Background technique
(Ultra High Molecular Weight Polyethylene Fiber is referred to as ultra-high molecular weight polyethylene
UHMWPE it is 100~5,000,000 even higher powdery UHMWPE resins as raw material that) fiber, which is using molecular weight, now main using solidifying
Glue spin processes are made.Macromolecular has the orientation of height and is in extended-chain configuration in UHMWPE fiber, has very high crystallinity,
Thus possess high intensity and modulus.Its density only has 0.97g/cm3, therefore there is light good characteristic;Very strong chemistry
Inertia makes it under the conditions ofs strong acid, strong base solution and organic solvent etc., and intensity has almost no change;There is good resistance to purple simultaneously
Outside, the weatherabilities such as low temperature resistant;In addition, UHMWPE fiber has excellent wear-resisting, tension stress fatigue behaviour, anti-cut performance, with
Carbon fiber, aramid fiber and the referred to as big high-performance fiber in the world today three.
During gel spinning produces high-strength and high-modulus UHMWPE fiber, need to keep macromolecular chain molten using a large amount of solvent
It is swollen, complicated solvent recovery process and equipment are needed, causes that production efficiency is low, high production cost, constrains UHMWPE fiber
Development.Currently by the high-strength and high-modulus UHMWPE fiber of gel spinning production mainly for the manufacture of stab-resistance body armor, flak jackets, anti-bullet
The value segments such as the defence and militaries such as helmet, aerospace use field.Though there is very big need in civilian, industrial, engineering field
It asks, but because its high cost constrains the development of UHMWPE fiber significantly.
UHMWPE fiber is directly produced by the method for melting, compared to traditional gel spinning, can be saved therein
Dissolution, extraction, drying and other steps, device and technique are more simple and convenient, easy to industrialized production.In addition, this method will also be big
The big speed of production for improving UHMWPE fiber, while will be greatly reduced cost.Precursor is directly extruded by melting then to pass through
The technology that the method for more times of hot-stretch prepares UHMWPE fiber has the huge market space.It can be used for the protection such as anti-cutting gloves
Articles, ocean engineering cable and fishing line, fishing net, the fields such as sports goods and composite material.Can thus it promote it civilian
And the development of industrial circle, its application field is widened, wide market of switching from manufacturing military products to goods for civilian use.

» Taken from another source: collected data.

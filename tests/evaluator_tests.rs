// tests/evaluator_tests.rs
//
// Dispatch tests against a backend that only records what it was asked to do.

use std::collections::HashMap;

use tinyparser::ast::{ArgList, BinOp, Expr, LiteralKind, Restriction, UnaryOp};
use tinyparser::evaluator::{Backend, EvalError};
use tinyparser::parser::parse;

/// Handles are plain counters; every produced value gets a fresh one.
#[derive(Default)]
struct Recorder {
    log: Vec<String>,
    next: usize,
    vars: HashMap<String, usize>,
    fail_on: Option<&'static str>,
}

impl Recorder {
    fn fresh(&mut self) -> usize {
        self.next += 1;
        self.next
    }

    fn record(&mut self, entry: String) -> Result<(), String> {
        if let Some(needle) = self.fail_on {
            if entry.contains(needle) {
                return Err(format!("refused {}", entry));
            }
        }
        self.log.push(entry);
        Ok(())
    }
}

impl Backend for Recorder {
    type Handle = usize;
    type Error = String;

    fn load(&mut self, name: &str) -> Result<usize, String> {
        self.record(format!("load {}", name))?;
        self.vars
            .get(name)
            .copied()
            .ok_or_else(|| format!("undefined {}", name))
    }

    fn save(&mut self, name: &str, value: usize) -> Result<(), String> {
        self.record(format!("save {} #{}", name, value))?;
        self.vars.insert(name.to_string(), value);
        Ok(())
    }

    fn bin(&mut self, op: BinOp, lhs: usize, rhs: usize) -> Result<usize, String> {
        self.record(format!("bin {} #{} #{}", op, lhs, rhs))?;
        Ok(self.fresh())
    }

    fn unary(&mut self, op: UnaryOp, operand: usize) -> Result<usize, String> {
        self.record(format!("unary {} #{}", op, operand))?;
        Ok(self.fresh())
    }

    fn fcall(&mut self, name: &str, args: Vec<usize>) -> Result<usize, String> {
        let args: Vec<String> = args.iter().map(|a| format!("#{}", a)).collect();
        self.record(format!("fcall {}/{} [{}]", name, args.len(), args.join(" ")))?;
        Ok(self.fresh())
    }

    fn convert(
        &mut self,
        text: &str,
        kind: LiteralKind,
        restriction: Restriction,
    ) -> Result<usize, String> {
        self.record(format!(
            "convert {} {} {}",
            kind.name(),
            restriction.name(),
            text
        ))?;
        Ok(self.fresh())
    }
}

fn run(input: &str, backend: &mut Recorder) -> Result<Option<usize>, EvalError<String>> {
    parse(input).unwrap().eval(backend)
}

// ============================================================================
// Dispatch per node
// ============================================================================

#[test]
fn test_literal_converts() {
    let mut r = Recorder::default();
    assert_eq!(run("42", &mut r), Ok(Some(1)));
    assert_eq!(r.log, vec!["convert number none 42"]);
}

#[test]
fn test_string_literal_converts_without_quotes() {
    let mut r = Recorder::default();
    run(r#""hi there""#, &mut r).unwrap();
    assert_eq!(r.log, vec!["convert string none hi there"]);
}

#[test]
fn test_restricted_literals_convert_with_restriction() {
    let mut r = Recorder::default();
    run("0x1f || 0b10 || 0x", &mut r).unwrap();
    assert_eq!(
        &r.log[..3],
        &[
            "convert number hex 1f",
            "convert number bin 10",
            "convert number hex ",
        ]
    );
}

#[test]
fn test_variable_loads() {
    let mut r = Recorder::default();
    r.vars.insert("x".to_string(), 7);
    assert_eq!(run("x", &mut r), Ok(Some(7)));
    assert_eq!(r.log, vec!["load x"]);
}

#[test]
fn test_assignment_saves_and_returns_null() {
    let mut r = Recorder::default();
    assert_eq!(run("x = 5", &mut r), Ok(None));
    assert_eq!(r.log, vec!["convert number none 5", "save x #1"]);
    assert_eq!(r.vars.get("x"), Some(&1));
}

#[test]
fn test_call_passes_count_and_handles() {
    let mut r = Recorder::default();
    assert_eq!(run("f(1, 2, 3)", &mut r), Ok(Some(4)));
    assert_eq!(r.log.last().unwrap(), "fcall f/3 [#1 #2 #3]");
}

#[test]
fn test_call_without_arguments() {
    let mut r = Recorder::default();
    run("f()", &mut r).unwrap();
    assert_eq!(r.log, vec!["fcall f/0 []"]);
}

// ============================================================================
// Evaluation order
// ============================================================================

#[test]
fn test_binary_evaluates_left_before_right() {
    let mut r = Recorder::default();
    r.vars.insert("a".to_string(), 100);
    r.vars.insert("b".to_string(), 200);
    run("a - b", &mut r).unwrap();
    assert_eq!(r.log, vec!["load a", "load b", "bin - #100 #200"]);
}

#[test]
fn test_chain_order() {
    let mut r = Recorder::default();
    run("1 * 2 + 3", &mut r).unwrap();
    // 1 * (2 + 3): the left literal is converted first, the inner sum is
    // completed before the outer product
    assert_eq!(
        r.log,
        vec![
            "convert number none 1",
            "convert number none 2",
            "convert number none 3",
            "bin + #2 #3",
            "bin * #1 #4",
        ]
    );
}

#[test]
fn test_arguments_evaluate_left_to_right() {
    let mut r = Recorder::default();
    run("f(g(1), h(2))", &mut r).unwrap();
    assert_eq!(
        r.log,
        vec![
            "convert number none 1",
            "fcall g/1 [#1]",
            "convert number none 2",
            "fcall h/1 [#3]",
            "fcall f/2 [#2 #4]",
        ]
    );
}

#[test]
fn test_eval_all_returns_one_handle_per_argument() {
    let mut r = Recorder::default();
    let args = ArgList::new(vec![Expr::number("1"), Expr::string("two")]);
    assert_eq!(args.eval_all(&mut r), Ok(vec![1, 2]));
    assert_eq!(ArgList::default().eval_all(&mut r), Ok(vec![]));
}

// ============================================================================
// Errors
// ============================================================================

#[test]
fn test_direct_arg_list_evaluation_rejected() {
    let mut r = Recorder::default();
    let list = Expr::ArgList(ArgList::new(vec![Expr::number("1")]));
    assert_eq!(list.eval(&mut r), Err(EvalError::ArgListEvaluated));
    // nothing was evaluated
    assert!(r.log.is_empty());
}

#[test]
fn test_backend_error_propagates() {
    let mut r = Recorder::default();
    assert_eq!(
        run("x + 1", &mut r),
        Err(EvalError::Backend("undefined x".to_string()))
    );
}

#[test]
fn test_backend_error_stops_evaluation() {
    let mut r = Recorder {
        fail_on: Some("fcall g"),
        ..Recorder::default()
    };
    let result = run("f(g(1), h(2))", &mut r);
    assert!(matches!(result, Err(EvalError::Backend(msg)) if msg.starts_with("refused")));
    // h(2) and f were never reached
    assert_eq!(r.log, vec!["convert number none 1"]);
}

#[test]
fn test_nested_assignment_has_no_value() {
    // not producible by the parser; built by hand
    let expr = Expr::binary(
        BinOp::Add,
        Expr::number("1"),
        Expr::assign("x", Expr::number("2")),
    );
    let mut r = Recorder::default();
    match expr.eval(&mut r) {
        Err(EvalError::MissingValue(node)) => assert_eq!(node, "x = 2"),
        other => panic!("Expected MissingValue, got {:?}", other),
    }
}

#[test]
fn test_unary_is_reachable_through_the_contract() {
    let mut r = Recorder::default();
    assert_eq!(r.unary(UnaryOp::Minus, 9), Ok(1));
    assert_eq!(r.log, vec!["unary - #9"]);
}

// ============================================================================
// Independent parses agree
// ============================================================================

#[test]
fn test_two_parses_evaluate_identically() {
    for input in ["a = f(1, 2) || 0x1f", "1 * 2 + 3 - 4", "g(h(), (1 + 2) / 3)"] {
        let mut first = Recorder::default();
        let mut second = Recorder::default();
        let a = run(input, &mut first);
        let b = run(input, &mut second);
        assert_eq!(a, b, "Failed for input: {}", input);
        assert_eq!(first.log, second.log, "Failed for input: {}", input);
    }
}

But the molecular weight of UHMWPE is very big, intermeshing molecule segment keeps its melt viscosity high, to hot shearing pole
Insensitive, critical shear rate is extremely low, is difficult to twine macromolecular chain sufficiently solution under melt state, is then allowed to orientation row
Column, thus be difficult to by melting the method molding for directly extruding precursor then through excessive times of hot-stretch.
Summary of the invention
It is an object of the present invention to overcome the above-mentioned drawbacks of the prior art and provide strong fibers in a kind of prepare
Composite material and its quick molding method and application.
The purpose of the present invention can be achieved through the following technical solutions: it is a kind of prepare in strong fiber composite material,
It is characterized in that, including following parts by weight of component:
The flow ability modifying agent is uniformly mixed and is made in mixing kettle according to following parts by weight of component:
10~100 parts of thermotropic liquid crystalline polymer polymer;
100 parts of Grafted Polyethylene.
The thermotropic liquid crystalline polymer polymer, including polyamide-based, polysiloxane-based, polycarbonate-based, polyurethane
The thermotropic liquid crystalline polymer of class, cellulose family, and melting range is 130 DEG C~240 DEG C.

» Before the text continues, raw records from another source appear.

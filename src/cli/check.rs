//! Inspect and validate tiny expressions

use super::CliError;
use crate::{
    Lexer, Parser,
    output::{dump, format_tokens, to_json, to_json_pretty},
};

/// What to report about a checked expression
#[derive(Debug, Clone, Copy, PartialEq, Eq, Default)]
pub enum Report {
    /// Only confirm that the syntax is valid
    #[default]
    Syntax,
    /// The token sequence
    Tokens,
    /// The compact tree dump
    Tree,
    /// The tree as JSON
    Json,
    /// The tree as indented JSON
    JsonPretty,
}

/// Options for the check command
#[derive(Debug, Clone, Default)]
pub struct CheckOptions {
    /// The expression to check
    pub source: String,
    /// What to print on success
    pub report: Report,
}

/// Tokenize and parse an expression, returning the requested report
pub fn execute_check(options: &CheckOptions) -> Result<String, CliError> {
    let parser = Parser::new(Lexer::new(&options.source))?;

    let report = match options.report {
        Report::Tokens => format_tokens(parser.tokens()),
        Report::Syntax => {
            parser.parse()?;
            "Syntax is valid\n".to_string()
        }
        Report::Tree => format!("{}\n", dump(&parser.parse()?)),
        Report::Json => format!("{}\n", serde_json::to_string(&to_json(&parser.parse()?))?),
        Report::JsonPretty => format!("{}\n", to_json_pretty(&parser.parse()?)),
    };
    Ok(report)
}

The Grafted Polyethylene is the polyethylene powder of grafted polar group, and polar group includes with maleic acid
Acid anhydride, acrylic acid, methacrylic acid are that monomer carries out polar group obtained from graft polymerization.
The ultra-high molecular weight polyethylene is Bu≤4.8 Fen amount Fen, and viscosity average molecular weigh is 1,000,000~6,000,000.
The lubricant be polyethylene wax, paraffin, chlorinated paraffin, stearic acid, hydroxy stearic acid, n-butyl stearate,
One or more of calcium stearate, magnesium stearate, zinc stearate, silicone, erucamid erucyl amide, stearmide, oleamide.
The polyolefin is low density polyethylene (LDPE), high density polyethylene (HDPE), linear low density polyethylene, polyethylene elastomer
One or more of body, polypropylene, ethylene-propylene copolymer, ethylene and alpha olefin copolymer, weight average molecular weight 6-30
Ten thousand, melt index >=3.0g/10min, test condition: 190 DEG C, 2.16Kg.
The antioxidant includes at least one of Hinered phenols antioxidant, and the Hinered phenols antioxidant includes antioxygen
Agent 1010, antioxidant 1076, antioxidant 264, antioxidant 2246, antioxidant 425, antioxidant 702, antioxidant 220, antioxidant
330, antioxidant 1330, antioxidant CA, antioxidant 3114.The auxiliary antioxygen of thioesters or phosphorous acid esters can be added simultaneously
Agent, such as irgasfos 168, PS802, antioxidant TNP, antioxidant 626, dilauryl thiodipropionate, thio-2 acid double 18
Ester, antioxidant ODP, antioxidant DSTDP, antioxidant DLTDP or antioxidant P-EFQ.
The preparation method of the composite material of strong fiber in above-mentioned preparation, which comprises the following steps: by superelevation point
Sub- weight northylen and flow ability modifying agent are mixed to prepare component A;Then lubricant is carried out to mix system by mixing kettle with polyolefin
Obtain component B;Component A, component B, antioxidant are finally mixed together uniformly obtained composite material.
The application of the composite material of strong fiber in above-mentioned preparation, which is characterized in that by composite material be used to prepare in it is strong fine
Dimension, specific method the following steps are included:
(1) composite material is squeezed out by single screw extrusion machine, precursor is then formed by spinneret die;
(2) precursor 110 DEG C~150 DEG C at a temperature of, through excessive times of hot-stretch, be prepared into after winding in strong fiber.
The screw slenderness ratio range of single screw extrusion machine described in step (1) is 20~30, compression ratio is 1.5~5, spinneret
The temperature of die head is 150~250 DEG C.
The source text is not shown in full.